(Data extracted from a collection)
======
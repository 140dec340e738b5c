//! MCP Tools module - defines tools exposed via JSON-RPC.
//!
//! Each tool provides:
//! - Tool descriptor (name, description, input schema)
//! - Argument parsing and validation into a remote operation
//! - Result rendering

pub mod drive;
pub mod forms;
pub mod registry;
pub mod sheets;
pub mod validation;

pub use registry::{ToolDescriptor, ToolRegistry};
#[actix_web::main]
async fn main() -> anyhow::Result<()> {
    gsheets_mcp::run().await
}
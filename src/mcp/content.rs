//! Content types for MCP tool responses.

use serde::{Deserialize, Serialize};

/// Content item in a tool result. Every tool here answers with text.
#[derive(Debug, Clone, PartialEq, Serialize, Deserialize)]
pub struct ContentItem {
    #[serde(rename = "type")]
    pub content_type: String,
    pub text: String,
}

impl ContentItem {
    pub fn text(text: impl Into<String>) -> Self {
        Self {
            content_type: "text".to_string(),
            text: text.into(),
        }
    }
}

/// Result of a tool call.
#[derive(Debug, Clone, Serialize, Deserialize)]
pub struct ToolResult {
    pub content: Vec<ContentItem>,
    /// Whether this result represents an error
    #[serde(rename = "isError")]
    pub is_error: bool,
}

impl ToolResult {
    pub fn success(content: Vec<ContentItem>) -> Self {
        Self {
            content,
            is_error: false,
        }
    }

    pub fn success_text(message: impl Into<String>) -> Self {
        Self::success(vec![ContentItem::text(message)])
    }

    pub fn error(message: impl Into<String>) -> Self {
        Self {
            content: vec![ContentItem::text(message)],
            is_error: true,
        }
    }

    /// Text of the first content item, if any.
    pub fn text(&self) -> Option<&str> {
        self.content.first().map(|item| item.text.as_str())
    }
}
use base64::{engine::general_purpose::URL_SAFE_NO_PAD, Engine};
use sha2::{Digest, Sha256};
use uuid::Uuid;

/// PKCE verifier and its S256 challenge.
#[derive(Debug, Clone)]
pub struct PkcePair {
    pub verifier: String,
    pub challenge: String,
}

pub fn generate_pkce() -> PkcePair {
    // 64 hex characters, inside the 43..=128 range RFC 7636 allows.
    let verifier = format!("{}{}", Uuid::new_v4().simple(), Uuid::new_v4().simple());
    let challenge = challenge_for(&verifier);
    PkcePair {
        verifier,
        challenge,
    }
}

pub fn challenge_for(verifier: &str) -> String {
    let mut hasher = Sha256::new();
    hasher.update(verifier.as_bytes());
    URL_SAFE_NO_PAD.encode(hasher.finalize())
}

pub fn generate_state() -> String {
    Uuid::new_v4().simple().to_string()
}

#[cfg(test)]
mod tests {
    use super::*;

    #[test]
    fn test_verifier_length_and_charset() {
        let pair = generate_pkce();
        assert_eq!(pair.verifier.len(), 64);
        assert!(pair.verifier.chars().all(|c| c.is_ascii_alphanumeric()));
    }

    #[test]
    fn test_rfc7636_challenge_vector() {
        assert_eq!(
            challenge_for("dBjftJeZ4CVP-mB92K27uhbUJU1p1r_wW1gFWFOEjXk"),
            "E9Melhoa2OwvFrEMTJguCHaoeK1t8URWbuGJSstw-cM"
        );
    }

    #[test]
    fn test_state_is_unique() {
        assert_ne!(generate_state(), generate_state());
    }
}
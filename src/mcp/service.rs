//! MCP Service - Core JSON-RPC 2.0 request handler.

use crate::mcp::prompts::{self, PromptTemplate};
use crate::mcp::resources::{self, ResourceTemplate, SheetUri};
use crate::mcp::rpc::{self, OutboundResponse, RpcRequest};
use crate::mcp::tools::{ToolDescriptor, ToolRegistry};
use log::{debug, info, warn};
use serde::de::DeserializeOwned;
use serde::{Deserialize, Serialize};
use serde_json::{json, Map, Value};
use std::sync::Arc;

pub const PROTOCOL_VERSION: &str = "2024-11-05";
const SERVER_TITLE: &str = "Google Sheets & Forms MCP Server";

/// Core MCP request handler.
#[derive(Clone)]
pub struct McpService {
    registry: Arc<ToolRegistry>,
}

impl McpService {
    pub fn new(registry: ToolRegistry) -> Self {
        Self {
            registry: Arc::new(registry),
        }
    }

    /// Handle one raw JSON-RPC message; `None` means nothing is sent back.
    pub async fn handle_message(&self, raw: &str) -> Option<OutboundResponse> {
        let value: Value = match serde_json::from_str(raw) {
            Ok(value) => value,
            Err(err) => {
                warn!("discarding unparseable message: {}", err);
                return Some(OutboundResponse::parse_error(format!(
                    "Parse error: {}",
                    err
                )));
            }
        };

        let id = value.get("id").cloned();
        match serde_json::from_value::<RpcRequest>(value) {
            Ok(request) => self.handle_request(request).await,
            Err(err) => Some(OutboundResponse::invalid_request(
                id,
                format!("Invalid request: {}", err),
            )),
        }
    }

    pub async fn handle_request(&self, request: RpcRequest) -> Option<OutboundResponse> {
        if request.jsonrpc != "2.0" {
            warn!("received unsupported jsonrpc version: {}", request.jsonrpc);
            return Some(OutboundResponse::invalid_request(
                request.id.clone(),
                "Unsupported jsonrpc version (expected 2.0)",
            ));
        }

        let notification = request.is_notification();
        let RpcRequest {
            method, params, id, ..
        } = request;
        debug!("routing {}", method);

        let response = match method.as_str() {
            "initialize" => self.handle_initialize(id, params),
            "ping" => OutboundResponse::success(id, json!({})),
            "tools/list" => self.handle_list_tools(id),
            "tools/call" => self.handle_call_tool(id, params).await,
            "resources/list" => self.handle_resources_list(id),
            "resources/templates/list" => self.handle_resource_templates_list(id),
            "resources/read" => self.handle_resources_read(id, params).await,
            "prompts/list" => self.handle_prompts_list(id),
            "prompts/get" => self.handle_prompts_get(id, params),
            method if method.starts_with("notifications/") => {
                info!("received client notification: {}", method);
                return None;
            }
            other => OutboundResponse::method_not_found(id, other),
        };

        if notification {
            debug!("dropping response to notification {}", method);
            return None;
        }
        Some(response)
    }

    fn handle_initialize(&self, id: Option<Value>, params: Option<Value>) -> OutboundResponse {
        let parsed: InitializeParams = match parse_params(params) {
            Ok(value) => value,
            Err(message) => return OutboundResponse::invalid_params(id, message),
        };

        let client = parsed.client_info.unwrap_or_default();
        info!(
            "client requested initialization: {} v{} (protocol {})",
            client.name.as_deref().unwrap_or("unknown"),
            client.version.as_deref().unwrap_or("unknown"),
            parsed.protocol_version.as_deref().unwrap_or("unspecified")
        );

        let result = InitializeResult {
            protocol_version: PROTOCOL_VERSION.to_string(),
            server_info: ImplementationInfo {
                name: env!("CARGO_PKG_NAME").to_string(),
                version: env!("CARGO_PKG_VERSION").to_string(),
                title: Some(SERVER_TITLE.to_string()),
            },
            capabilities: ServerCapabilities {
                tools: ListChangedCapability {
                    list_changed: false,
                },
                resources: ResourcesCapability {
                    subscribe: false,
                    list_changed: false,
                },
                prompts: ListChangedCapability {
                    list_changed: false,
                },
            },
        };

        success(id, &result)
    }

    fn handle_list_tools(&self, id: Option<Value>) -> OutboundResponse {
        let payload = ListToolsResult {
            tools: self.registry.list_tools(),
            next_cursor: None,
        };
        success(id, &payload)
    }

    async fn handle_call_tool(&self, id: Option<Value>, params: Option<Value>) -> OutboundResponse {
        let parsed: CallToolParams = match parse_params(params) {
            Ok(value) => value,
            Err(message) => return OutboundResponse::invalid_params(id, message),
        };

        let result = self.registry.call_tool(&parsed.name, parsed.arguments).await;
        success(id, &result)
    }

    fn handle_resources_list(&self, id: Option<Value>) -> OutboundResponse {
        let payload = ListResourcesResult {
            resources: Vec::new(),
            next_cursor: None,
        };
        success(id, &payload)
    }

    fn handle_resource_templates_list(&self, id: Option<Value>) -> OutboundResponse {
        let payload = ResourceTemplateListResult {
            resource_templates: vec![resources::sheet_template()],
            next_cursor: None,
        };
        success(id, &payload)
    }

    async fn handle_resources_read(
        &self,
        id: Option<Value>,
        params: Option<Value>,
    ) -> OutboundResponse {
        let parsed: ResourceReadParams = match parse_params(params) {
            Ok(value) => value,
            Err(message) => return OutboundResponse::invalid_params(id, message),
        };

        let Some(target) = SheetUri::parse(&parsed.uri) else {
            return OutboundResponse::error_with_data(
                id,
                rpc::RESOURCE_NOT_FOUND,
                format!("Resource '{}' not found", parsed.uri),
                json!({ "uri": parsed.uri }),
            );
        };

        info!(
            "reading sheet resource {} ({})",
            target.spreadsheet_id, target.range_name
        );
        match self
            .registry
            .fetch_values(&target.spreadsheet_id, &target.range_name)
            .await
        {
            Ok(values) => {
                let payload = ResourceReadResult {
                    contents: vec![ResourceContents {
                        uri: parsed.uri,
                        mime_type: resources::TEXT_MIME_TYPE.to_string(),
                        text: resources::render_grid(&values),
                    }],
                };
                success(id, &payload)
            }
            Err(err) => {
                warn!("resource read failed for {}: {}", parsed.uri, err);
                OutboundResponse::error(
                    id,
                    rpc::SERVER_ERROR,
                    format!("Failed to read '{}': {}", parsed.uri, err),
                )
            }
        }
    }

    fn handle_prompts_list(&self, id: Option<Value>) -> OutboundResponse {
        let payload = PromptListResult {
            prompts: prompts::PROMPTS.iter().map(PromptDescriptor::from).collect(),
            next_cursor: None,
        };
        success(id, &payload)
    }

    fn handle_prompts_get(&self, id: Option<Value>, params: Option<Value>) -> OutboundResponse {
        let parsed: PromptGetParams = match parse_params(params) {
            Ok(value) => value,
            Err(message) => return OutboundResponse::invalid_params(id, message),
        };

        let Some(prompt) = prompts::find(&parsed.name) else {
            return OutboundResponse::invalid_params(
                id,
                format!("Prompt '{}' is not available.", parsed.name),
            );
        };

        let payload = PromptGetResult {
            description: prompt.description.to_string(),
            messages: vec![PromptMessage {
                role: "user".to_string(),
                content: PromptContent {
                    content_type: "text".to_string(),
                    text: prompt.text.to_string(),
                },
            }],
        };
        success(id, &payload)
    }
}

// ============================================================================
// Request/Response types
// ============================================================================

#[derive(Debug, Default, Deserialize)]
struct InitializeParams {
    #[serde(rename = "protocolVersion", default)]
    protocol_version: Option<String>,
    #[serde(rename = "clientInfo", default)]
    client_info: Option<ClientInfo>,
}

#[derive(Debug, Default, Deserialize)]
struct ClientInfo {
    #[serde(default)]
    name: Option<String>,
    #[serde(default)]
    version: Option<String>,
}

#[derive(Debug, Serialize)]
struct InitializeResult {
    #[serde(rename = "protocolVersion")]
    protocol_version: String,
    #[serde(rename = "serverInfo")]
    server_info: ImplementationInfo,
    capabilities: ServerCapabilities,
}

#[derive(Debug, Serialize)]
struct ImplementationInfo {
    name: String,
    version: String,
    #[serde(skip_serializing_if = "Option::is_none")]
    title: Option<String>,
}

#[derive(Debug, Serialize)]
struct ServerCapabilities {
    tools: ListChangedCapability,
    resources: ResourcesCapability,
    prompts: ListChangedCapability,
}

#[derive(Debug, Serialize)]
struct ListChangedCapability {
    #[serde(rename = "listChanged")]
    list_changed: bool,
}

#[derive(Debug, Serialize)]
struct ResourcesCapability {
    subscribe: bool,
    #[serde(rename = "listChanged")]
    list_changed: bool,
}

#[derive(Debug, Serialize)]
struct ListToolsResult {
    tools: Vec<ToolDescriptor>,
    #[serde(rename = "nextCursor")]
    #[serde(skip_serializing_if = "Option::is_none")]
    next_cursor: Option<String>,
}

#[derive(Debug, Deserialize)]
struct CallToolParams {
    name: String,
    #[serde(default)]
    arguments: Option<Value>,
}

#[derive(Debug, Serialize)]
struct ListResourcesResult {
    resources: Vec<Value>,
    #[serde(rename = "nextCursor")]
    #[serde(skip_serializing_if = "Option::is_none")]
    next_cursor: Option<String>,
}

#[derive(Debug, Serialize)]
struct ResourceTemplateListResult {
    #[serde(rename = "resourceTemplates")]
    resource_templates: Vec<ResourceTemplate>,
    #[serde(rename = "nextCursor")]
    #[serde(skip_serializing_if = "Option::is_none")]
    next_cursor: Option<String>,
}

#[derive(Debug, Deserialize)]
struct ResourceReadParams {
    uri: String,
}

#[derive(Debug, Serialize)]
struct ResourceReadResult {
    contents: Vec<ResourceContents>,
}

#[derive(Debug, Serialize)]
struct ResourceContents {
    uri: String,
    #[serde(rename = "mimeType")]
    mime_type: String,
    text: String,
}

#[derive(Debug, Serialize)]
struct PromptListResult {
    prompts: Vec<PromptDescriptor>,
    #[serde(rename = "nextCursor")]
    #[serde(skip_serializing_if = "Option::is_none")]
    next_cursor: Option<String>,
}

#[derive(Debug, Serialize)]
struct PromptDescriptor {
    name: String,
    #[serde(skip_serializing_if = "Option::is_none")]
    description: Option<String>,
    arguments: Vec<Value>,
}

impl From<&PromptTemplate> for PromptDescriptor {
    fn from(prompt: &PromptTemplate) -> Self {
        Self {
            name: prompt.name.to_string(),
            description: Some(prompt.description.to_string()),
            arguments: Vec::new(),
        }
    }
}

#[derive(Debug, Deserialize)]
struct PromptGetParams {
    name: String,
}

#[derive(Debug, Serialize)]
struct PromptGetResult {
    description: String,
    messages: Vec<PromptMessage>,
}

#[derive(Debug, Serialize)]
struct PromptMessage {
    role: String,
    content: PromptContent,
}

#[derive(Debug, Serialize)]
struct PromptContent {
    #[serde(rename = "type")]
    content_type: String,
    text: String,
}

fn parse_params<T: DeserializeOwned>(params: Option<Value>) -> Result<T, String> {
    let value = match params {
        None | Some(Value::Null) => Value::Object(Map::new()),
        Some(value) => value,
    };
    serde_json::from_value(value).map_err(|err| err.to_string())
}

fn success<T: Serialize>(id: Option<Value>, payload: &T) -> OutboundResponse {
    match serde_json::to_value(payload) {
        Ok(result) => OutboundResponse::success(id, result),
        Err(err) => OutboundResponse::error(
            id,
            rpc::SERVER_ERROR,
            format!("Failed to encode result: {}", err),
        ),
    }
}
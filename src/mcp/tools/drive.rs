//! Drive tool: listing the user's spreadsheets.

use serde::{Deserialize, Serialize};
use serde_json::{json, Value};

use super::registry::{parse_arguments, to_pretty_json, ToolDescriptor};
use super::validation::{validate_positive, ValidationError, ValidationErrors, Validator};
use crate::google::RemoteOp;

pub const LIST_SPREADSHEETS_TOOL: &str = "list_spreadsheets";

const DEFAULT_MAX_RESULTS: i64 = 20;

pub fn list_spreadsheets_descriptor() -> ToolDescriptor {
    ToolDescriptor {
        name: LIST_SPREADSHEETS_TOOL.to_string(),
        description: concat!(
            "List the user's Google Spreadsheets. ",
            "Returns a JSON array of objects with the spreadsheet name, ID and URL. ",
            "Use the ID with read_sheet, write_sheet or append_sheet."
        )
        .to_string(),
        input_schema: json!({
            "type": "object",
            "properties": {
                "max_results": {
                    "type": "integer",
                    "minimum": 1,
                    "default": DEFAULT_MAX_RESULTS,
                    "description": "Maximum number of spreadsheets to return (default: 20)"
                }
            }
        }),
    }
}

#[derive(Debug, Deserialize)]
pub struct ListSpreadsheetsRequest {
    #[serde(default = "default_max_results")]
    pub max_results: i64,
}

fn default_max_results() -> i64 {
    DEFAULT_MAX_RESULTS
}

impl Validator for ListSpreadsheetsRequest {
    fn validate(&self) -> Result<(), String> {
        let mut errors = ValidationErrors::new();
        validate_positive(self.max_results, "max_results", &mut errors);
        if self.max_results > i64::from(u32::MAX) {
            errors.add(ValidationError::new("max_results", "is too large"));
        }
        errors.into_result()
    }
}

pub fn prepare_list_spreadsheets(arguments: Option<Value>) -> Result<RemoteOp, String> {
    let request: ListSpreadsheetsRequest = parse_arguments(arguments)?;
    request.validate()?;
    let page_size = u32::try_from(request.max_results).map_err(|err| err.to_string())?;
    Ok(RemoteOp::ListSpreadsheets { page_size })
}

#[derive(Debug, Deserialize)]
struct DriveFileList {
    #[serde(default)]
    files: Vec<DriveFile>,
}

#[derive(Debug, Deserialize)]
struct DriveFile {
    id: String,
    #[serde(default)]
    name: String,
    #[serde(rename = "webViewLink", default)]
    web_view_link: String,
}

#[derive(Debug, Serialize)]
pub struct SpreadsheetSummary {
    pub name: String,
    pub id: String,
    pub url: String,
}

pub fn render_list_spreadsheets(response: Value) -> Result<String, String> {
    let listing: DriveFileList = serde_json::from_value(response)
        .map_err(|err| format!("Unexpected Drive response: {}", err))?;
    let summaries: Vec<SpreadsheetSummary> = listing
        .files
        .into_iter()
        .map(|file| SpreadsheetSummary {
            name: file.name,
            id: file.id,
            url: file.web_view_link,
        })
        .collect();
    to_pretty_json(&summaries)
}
======
EXERCISE DETAILS
Your response should be made up of the lines in the data that contain the word "description".

TASK OUTPUT
//! - Tool descriptor (name, description, input schema)
            description: prompt.description.to_string(),
    description: Option<String>,
            description: Some(prompt.description.to_string()),
    description: String,
        description: concat!(
                    "description": "Maximum number of spreadsheets to return (default: 20)"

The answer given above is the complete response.